The Projected Passion Revue is a compilation album by the group Dexys Midnight Runners, comprising recordings made in 1981, between the group's first album Searching for the Young Soul Rebels and its second, Too-Rye-Ay. The album represents a stage in the group's development which built upon the blue-eyed soul sound of the original line-up, but came before the group's adoption of a significant folk influence (and the addition of The Emerald Express to the line-up).

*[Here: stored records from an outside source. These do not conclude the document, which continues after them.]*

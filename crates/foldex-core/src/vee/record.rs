//! Virtual message records.

use super::hash::split_vuid;
use crate::record::{MessageRecord, SystemFlags, Uid};

/// Membership entry of a virtual folder.
///
/// Holds no message data of its own: the real record is looked up in
/// the source folder on every access. Only the flags last seen are kept,
/// to turn later reads into counter deltas.
#[derive(Debug, Clone, PartialEq, Eq)]
pub struct VirtualRecord {
    vuid: Uid,
    pub(crate) old_flags: SystemFlags,
    pub(crate) stale: bool,
    pub(crate) warned: bool,
}

impl VirtualRecord {
    pub(crate) const fn new(vuid: Uid, flags: SystemFlags) -> Self {
        Self {
            vuid,
            old_flags: flags,
            stale: false,
            warned: false,
        }
    }

    /// Virtual UID.
    #[must_use]
    pub fn vuid(&self) -> &str {
        &self.vuid
    }

    /// Hash of the owning source folder.
    #[must_use]
    pub fn source_hash(&self) -> &str {
        split_vuid(&self.vuid).map_or("", |(hash, _)| hash)
    }

    /// UID in the owning source folder.
    #[must_use]
    pub fn source_uid(&self) -> &str {
        split_vuid(&self.vuid).map_or("", |(_, uid)| uid)
    }

    /// Flags seen on the real record at the last read.
    #[must_use]
    pub const fn old_flags(&self) -> SystemFlags {
        self.old_flags
    }

    /// True for a member kept in unread mode after it stopped matching.
    #[must_use]
    pub const fn is_stale(&self) -> bool {
        self.stale
    }
}

/// Presents a real record under its virtual UID.
pub(crate) fn virtual_view(vuid: &str, real: &MessageRecord) -> MessageRecord {
    MessageRecord {
        uid: vuid.to_string(),
        ..real.clone()
    }
}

The album includes the A and B sides of Dexys Midnight Runners' three 1981 singles, three tracks recorded in session for Radio 1, and a live recording of a show in Dexys' "Projected Passion Revue" tour.

Track listing

 "Plan B" (single)
 "Soul Finger" (single B-side)
 Dialogue - Introduction by Gary Crowley (live)
 "Outlook" ( "Dubious" and "Spiritual Passion") (live)
 "Tell Me When My Light Turns Green" (live)
 "Soon/Plan B" (live)
 "Burn It Down" (live)
 "Respect" (live)
 "Until I Believe in My Soul" (live)
 "There There My Dear" (live)
 "Your Own" (a.k.a. "Liars A to E) (live)
 "Breaking Down The Walls of Heartache" (live)
 "Let's Make This Precious" (session)
 "Your Own" (a.k.a. "Liars A to E") (session)
 "Until I Believe in My Soul" (session)
 "Show Me" (single)
 "Soon" (single B-side)
 "Liars A to E" (single)
 "And Yes We Must Remain The Wildhearted Outsiders" (single B-side)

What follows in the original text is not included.